§ What the task asks
Wherever the word "Debug" appears in the entries, copy the whole line.

§ Given entries
»»

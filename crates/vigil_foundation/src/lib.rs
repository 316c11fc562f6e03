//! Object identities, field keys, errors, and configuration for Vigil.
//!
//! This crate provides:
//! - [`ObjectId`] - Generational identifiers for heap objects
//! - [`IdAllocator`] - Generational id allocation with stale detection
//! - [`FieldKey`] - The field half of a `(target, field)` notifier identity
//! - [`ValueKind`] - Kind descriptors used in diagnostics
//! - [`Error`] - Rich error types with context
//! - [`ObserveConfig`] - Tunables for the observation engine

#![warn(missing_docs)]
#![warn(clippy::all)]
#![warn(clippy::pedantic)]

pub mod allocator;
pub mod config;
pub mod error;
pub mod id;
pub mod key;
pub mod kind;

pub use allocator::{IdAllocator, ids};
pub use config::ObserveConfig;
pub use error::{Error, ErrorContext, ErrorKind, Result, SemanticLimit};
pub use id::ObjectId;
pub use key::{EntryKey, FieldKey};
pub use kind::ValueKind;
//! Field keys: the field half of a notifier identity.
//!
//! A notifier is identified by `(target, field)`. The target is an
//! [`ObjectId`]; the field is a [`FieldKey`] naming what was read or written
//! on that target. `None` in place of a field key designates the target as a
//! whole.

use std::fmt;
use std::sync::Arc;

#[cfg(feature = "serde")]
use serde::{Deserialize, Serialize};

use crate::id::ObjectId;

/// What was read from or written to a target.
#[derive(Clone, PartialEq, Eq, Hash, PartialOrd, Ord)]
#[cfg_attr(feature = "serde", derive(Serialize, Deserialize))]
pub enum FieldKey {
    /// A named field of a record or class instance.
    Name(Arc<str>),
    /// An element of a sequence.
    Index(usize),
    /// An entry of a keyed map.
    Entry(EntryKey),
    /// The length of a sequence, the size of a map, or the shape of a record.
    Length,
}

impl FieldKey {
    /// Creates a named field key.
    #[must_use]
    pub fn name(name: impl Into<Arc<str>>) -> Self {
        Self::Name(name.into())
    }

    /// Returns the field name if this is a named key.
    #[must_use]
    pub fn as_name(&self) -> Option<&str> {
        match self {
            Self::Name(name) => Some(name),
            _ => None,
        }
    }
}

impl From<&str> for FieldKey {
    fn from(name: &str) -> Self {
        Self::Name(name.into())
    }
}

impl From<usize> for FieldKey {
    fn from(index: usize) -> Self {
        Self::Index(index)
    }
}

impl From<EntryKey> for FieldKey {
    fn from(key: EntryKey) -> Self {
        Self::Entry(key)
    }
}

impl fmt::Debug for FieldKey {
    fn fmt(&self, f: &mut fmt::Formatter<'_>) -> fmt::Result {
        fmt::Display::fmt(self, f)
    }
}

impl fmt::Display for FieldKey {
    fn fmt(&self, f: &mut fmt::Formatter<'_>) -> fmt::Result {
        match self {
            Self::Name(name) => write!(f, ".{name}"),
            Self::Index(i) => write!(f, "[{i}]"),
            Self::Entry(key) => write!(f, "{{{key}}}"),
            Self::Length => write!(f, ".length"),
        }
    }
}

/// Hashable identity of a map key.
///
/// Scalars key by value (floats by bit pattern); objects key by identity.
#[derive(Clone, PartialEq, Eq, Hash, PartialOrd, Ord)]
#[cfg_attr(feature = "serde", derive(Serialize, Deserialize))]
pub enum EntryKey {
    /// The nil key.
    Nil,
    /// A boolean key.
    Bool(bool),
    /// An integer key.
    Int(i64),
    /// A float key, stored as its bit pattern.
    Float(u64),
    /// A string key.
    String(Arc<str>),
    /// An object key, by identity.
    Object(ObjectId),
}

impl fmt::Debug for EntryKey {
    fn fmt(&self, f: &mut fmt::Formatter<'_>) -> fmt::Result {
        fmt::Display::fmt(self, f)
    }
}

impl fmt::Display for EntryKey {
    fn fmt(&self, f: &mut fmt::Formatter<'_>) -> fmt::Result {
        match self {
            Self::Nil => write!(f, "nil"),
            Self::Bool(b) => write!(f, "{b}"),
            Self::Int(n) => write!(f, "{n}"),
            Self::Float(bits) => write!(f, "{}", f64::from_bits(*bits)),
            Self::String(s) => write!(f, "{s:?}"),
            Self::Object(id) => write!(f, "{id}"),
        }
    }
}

««

§ Written reply
impl fmt::Debug for FieldKey {
impl fmt::Debug for EntryKey {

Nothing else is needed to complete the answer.